> _PROBLEM REQUIREMENTS_:
Reproduce exactly, from the data that follows, the line with "pub struct InMemoryBuildStore", the line with "async fn get_project(&self, repo_full_name: &str)", and every line that lies between them.

(Beginning of ENTRIES PROVIDED)

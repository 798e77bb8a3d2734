//! A reference `BuildStore` (§1, §4.4). The design deliberately specifies
//! the build store only by the interface the core consumes — "no concrete
//! backing store (database, queue, HTTP client) is implemented; callers
//! inject their own". This in-memory adapter exists so the binary in this
//! crate is runnable end to end; it is not meant to back a real deployment.

use std::collections::HashMap;
use std::sync::RwLock;

use github_event_handler::build_store::{BuildStore, BuildStoreError};
use github_event_handler::model::{Build, Project};
use tracing::info;

#[derive(Default)]
pub struct InMemoryBuildStore {
    projects: RwLock<HashMap<String, Project>>,
}

impl InMemoryBuildStore {
    pub fn new(projects: impl IntoIterator<Item = Project>) -> Self {
        let by_name = projects.into_iter().map(|p| (p.name.clone(), p)).collect();
        Self {
            projects: RwLock::new(by_name),
        }
    }
}

impl BuildStore for InMemoryBuildStore {
    async fn get_project(&self, repo_full_name: &str) -> Result<Option<Project>, BuildStoreError> {
        Ok(self
            .projects
            .read()
            .map_err(|_| BuildStoreError::Backend {
                message: "project registry lock poisoned".to_string(),
            })?
            .get(repo_full_name)
            .cloned())
    }

    async fn create_build(&self, build: Build) -> Result<(), BuildStoreError> {
        info!(build_id = %build.id, project_id = %build.project_id, kind = %build.r#type, "build created");
        Ok(())
    }
}

#[cfg(test)]
mod tests {
    use super::*;
    use github_event_handler::model::{GitHubProjectConfig, Revision};

    fn project(name: &str) -> Project {
        Project {
            id: name.to_string(),
            name: name.to_string(),
            shared_secret: Some("shh".to_string()),
            github: GitHubProjectConfig {
                base_url: None,
                upload_url: None,
                token: None,
            },
        }
    }

    #[tokio::test]
    async fn looks_up_a_seeded_project_by_full_name() {
        let store = InMemoryBuildStore::new([project("owner/repo")]);
        let found = store.get_project("owner/repo").await.unwrap();
        assert_eq!(found.unwrap().id, "owner/repo");
    }

    #[tokio::test]
    async fn unknown_project_is_none_not_an_error() {
        let store = InMemoryBuildStore::new([]);
        assert!(store.get_project("owner/repo").await.unwrap().is_none());
    }

    #[tokio::test]
    async fn create_build_always_succeeds() {
        let store = InMemoryBuildStore::new([]);
        let build = Build::new("p1", "push", Revision::with_default_ref("abc123"), vec![]);
        store.create_build(build).await.unwrap();
    }
}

(End of ENTRIES PROVIDED)

> _ANSWER SPACE_:
pub struct InMemoryBuildStore {
    projects: RwLock<HashMap<String, Project>>,
}

impl InMemoryBuildStore {
    pub fn new(projects: impl IntoIterator<Item = Project>) -> Self {
        let by_name = projects.into_iter().map(|p| (p.name.clone(), p)).collect();
        Self {
            projects: RwLock::new(by_name),
        }
    }
}

impl BuildStore for InMemoryBuildStore {
    async fn get_project(&self, repo_full_name: &str) -> Result<Option<Project>, BuildStoreError> {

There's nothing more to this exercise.